#### Exercise details:
Can you restate the lines of the entries below, word for word, from the first one through the line that includes "2×2 chart grid"?

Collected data
+-------+
use std::f32::consts::TAU;

use eframe::egui::{self, Color32, RichText, Sense, Shape, Stroke, Ui, Vec2};
use egui_extras::{Column as TableColumn, TableBuilder};
use egui_plot::{Bar, BarChart, Plot};

use crate::color::red_yellow_green;
use crate::data::aggregate::{GroupMean, Histogram, Share};
use crate::data::model::Column;
use crate::format::format_usd;
use crate::state::AppState;

const CHART_HEIGHT: f32 = 320.0;

// ---------------------------------------------------------------------------
// 2×2 chart grid
// ---------------------------------------------------------------------------

/// Render the four charts; each shows a notice instead when it has no data.
pub fn chart_grid(ui: &mut Ui, state: &mut AppState) {
    ui.heading("📈 Charts");

    ui.columns(2, |cols| {
        chart_title(&mut cols[0], "Top 10 roles by mean salary");
        match &state.views.top_roles {
            Some(top) => top_roles_chart(&mut cols[0], top),
            None => no_data(&mut cols[0], "No data to show in the roles chart."),
        }

        chart_title(&mut cols[1], "Annual salary distribution");
        match &state.views.distribution {
            Some(hist) => distribution_chart(&mut cols[1], hist),
            None => no_data(&mut cols[1], "No data to show in the salary distribution."),
        }
    });

    ui.add_space(8.0);

    ui.columns(2, |cols| {
        chart_title(&mut cols[0], "Share by work arrangement");
        match &state.views.remote_shares {
            Some(shares) => donut_chart(&mut cols[0], shares, state),
            None => no_data(&mut cols[0], "No data to show in the work arrangement chart."),
        }

        country_panel(&mut cols[1], state);
    });
}

fn chart_title(ui: &mut Ui, title: &str) {
    ui.label(RichText::new(title).strong().size(16.0));
}

fn no_data(ui: &mut Ui, message: &str) {
    ui.label(RichText::new(format!("⚠ {message}")).color(Color32::from_rgb(200, 150, 0)));
}

// ---------------------------------------------------------------------------
// Horizontal bar chart: top roles
// ---------------------------------------------------------------------------

fn top_roles_chart(ui: &mut Ui, top: &[GroupMean]) {
    let bars: Vec<Bar> = top
        .iter()
        .enumerate()
        .map(|(i, g)| {
            Bar::new(i as f64, g.mean_salary)
                .name(format!("{}: {}", g.key, format_usd(g.mean_salary)))
                .width(0.7)
        })
        .collect();

    // Category labels for the y axis, indexed by bar position.
    let labels: Vec<String> = top.iter().map(|g| g.key.clone()).collect();

    Plot::new("top_roles")
        .height(CHART_HEIGHT)
        .allow_drag(false)
        .allow_scroll(false)
        .allow_zoom(false)
        .x_axis_label("Mean annual salary (USD)")
        .y_axis_formatter(move |mark, _range| {
            let idx = mark.value.round();
            if (mark.value - idx).abs() > 1e-6 || idx < 0.0 {
                return String::new();
            }
            labels.get(idx as usize).cloned().unwrap_or_default()
        })
        .show(ui, |plot_ui| {
            plot_ui.bar_chart(
                BarChart::new(bars)
                    .horizontal()
                    .color(Color32::from_rgb(99, 110, 250))
                    .name("Mean salary"),
            );
        });
}

// ---------------------------------------------------------------------------
// Histogram: salary distribution
// ---------------------------------------------------------------------------

fn distribution_chart(ui: &mut Ui, hist: &Histogram) {
    let bars: Vec<Bar> = hist
        .bins()
        .map(|bin| {
            let width = if hist.bin_width > 0.0 { hist.bin_width } else { 1.0 };
            Bar::new((bin.lo + bin.hi) / 2.0, bin.count as f64)
                .width(width)
                .name(format!(
                    "{} – {}: {}",
                    format_usd(bin.lo),
                    format_usd(bin.hi),
                    bin.count
                ))
        })
        .collect();

    Plot::new("salary_distribution")
        .height(CHART_HEIGHT)
        .allow_drag(false)
        .allow_scroll(false)
        .x_axis_label("Salary range (USD)")
        .y_axis_label("Records")
        .show(ui, |plot_ui| {
            plot_ui.bar_chart(
                BarChart::new(bars)
                    .color(Color32::from_rgb(99, 110, 250))
                    .name(format!("Records ({})", hist.total())),
            );
        });
}

// ---------------------------------------------------------------------------
// Donut: work arrangement proportions
// ---------------------------------------------------------------------------

fn donut_chart(ui: &mut Ui, shares: &[Share], state: &AppState) {
    ui.horizontal(|ui: &mut Ui| {
        let side = (ui.available_width() * 0.5).min(CHART_HEIGHT);
        let (response, painter) = ui.allocate_painter(Vec2::splat(side), Sense::hover());
        let center = response.rect.center();
        let outer = side * 0.48;
        let inner = outer * 0.5;

        let mut start = -TAU / 4.0;
        for share in shares {
            let sweep = share.fraction as f32 * TAU;
            let color = state.remote_colors.color_for(&share.label);
            // Convex ring segments, a few degrees each.
            let steps = ((sweep / TAU) * 120.0).ceil().max(1.0) as usize;
            for s in 0..steps {
                let a0 = start + sweep * s as f32 / steps as f32;
                let a1 = start + sweep * (s + 1) as f32 / steps as f32;
                let dir0 = Vec2::angled(a0);
                let dir1 = Vec2::angled(a1);
                painter.add(Shape::convex_polygon(
                    vec![
                        center + dir0 * inner,
                        center + dir0 * outer,
                        center + dir1 * outer,
                        center + dir1 * inner,
                    ],
                    color,
                    Stroke::NONE,
                ));
            }
            start += sweep;
        }

        ui.vertical(|ui: &mut Ui| {
            for share in shares {
                let color = state.remote_colors.color_for(&share.label);
                ui.label(
                    RichText::new(format!(
                        "■ {}  {:.1}% ({})",
                        share.label,
                        share.fraction * 100.0,
                        share.count
                    ))
                    .color(color),
                );
            }
        });
    });
}

// ---------------------------------------------------------------------------
// Country map: mean salary of the target role per ISO-3 code
// ---------------------------------------------------------------------------

fn country_panel(ui: &mut Ui, state: &mut AppState) {
    let mut picked = None;
    ui.horizontal(|ui: &mut Ui| {
        ui.label(RichText::new("Mean salary by country for").strong().size(16.0));
        egui::ComboBox::from_id_salt("target_role")
            .selected_text(&state.target_role)
            .show_ui(ui, |ui: &mut Ui| {
                for role in &state.roles {
                    if ui
                        .selectable_label(*role == state.target_role, role)
                        .clicked()
                    {
                        picked = Some(role.clone());
                    }
                }
            });
    });
    if let Some(role) = picked {
        state.set_target_role(role);
    }

    match &state.views.country_means {
        None => no_data(ui, "No data to show in the country chart."),
        Some(means) if means.is_empty() => no_data(
            ui,
            &format!("No {} records in the current selection.", state.target_role),
        ),
        Some(means) => country_tiles(ui, means),
    }
}

fn country_tiles(ui: &mut Ui, means: &[GroupMean]) {
    let lo = means.iter().map(|g| g.mean_salary).fold(f64::INFINITY, f64::min);
    let hi = means.iter().map(|g| g.mean_salary).fold(f64::NEG_INFINITY, f64::max);
    let span = hi - lo;

    egui::ScrollArea::vertical()
        .id_salt("country_tiles")
        .max_height(CHART_HEIGHT)
        .show(ui, |ui: &mut Ui| {
            ui.horizontal_wrapped(|ui: &mut Ui| {
                for g in means {
                    let t = if span > 0.0 { (g.mean_salary - lo) / span } else { 1.0 };
                    let fill = red_yellow_green(t);
                    egui::Frame::new()
                        .fill(fill)
                        .corner_radius(4.0)
                        .inner_margin(6.0)
                        .show(ui, |ui: &mut Ui| {
                            ui.set_min_width(64.0);
                            ui.vertical(|ui: &mut Ui| {
                                ui.label(RichText::new(&g.key).strong().color(Color32::BLACK));
                                ui.label(
                                    RichText::new(format_usd(g.mean_salary))
                                        .small()
                                        .color(Color32::BLACK),
                                );
                            });
                        })
                        .response
                        .on_hover_text(format!(
                            "{}: {} mean over {} records",
                            g.key,
                            format_usd(g.mean_salary),
                            g.count
                        ));
                }
            });
        });
}

// ---------------------------------------------------------------------------
// Detail table
// ---------------------------------------------------------------------------

/// Raw dump of the filtered records.
pub fn detail_table(ui: &mut Ui, state: &AppState) {
    ui.heading("📋 Detailed data");

    let records = &state.dataset.records;
    let rows = &state.visible_indices;

    TableBuilder::new(ui)
        .striped(true)
        .resizable(true)
        .max_scroll_height(400.0)
        .columns(TableColumn::auto().at_least(80.0), Column::ALL.len())
        .header(20.0, |mut header| {
            for col in Column::ALL {
                header.col(|ui: &mut Ui| {
                    ui.strong(col.label());
                });
            }
        })
        .body(|body| {
            body.rows(18.0, rows.len(), |mut row| {
                let record = &records[rows[row.index()]];
                for col in Column::ALL {
                    row.col(|ui: &mut Ui| {
                        ui.label(record.cell(col));
                    });
                }
            });
        });
}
+-------+
#### Output for this exercise:
use std::f32::consts::TAU;

use eframe::egui::{self, Color32, RichText, Sense, Shape, Stroke, Ui, Vec2};
use egui_extras::{Column as TableColumn, TableBuilder};
use egui_plot::{Bar, BarChart, Plot};

use crate::color::red_yellow_green;
use crate::data::aggregate::{GroupMean, Histogram, Share};
use crate::data::model::Column;
use crate::format::format_usd;
use crate::state::AppState;

const CHART_HEIGHT: f32 = 320.0;

// ---------------------------------------------------------------------------
// 2×2 chart grid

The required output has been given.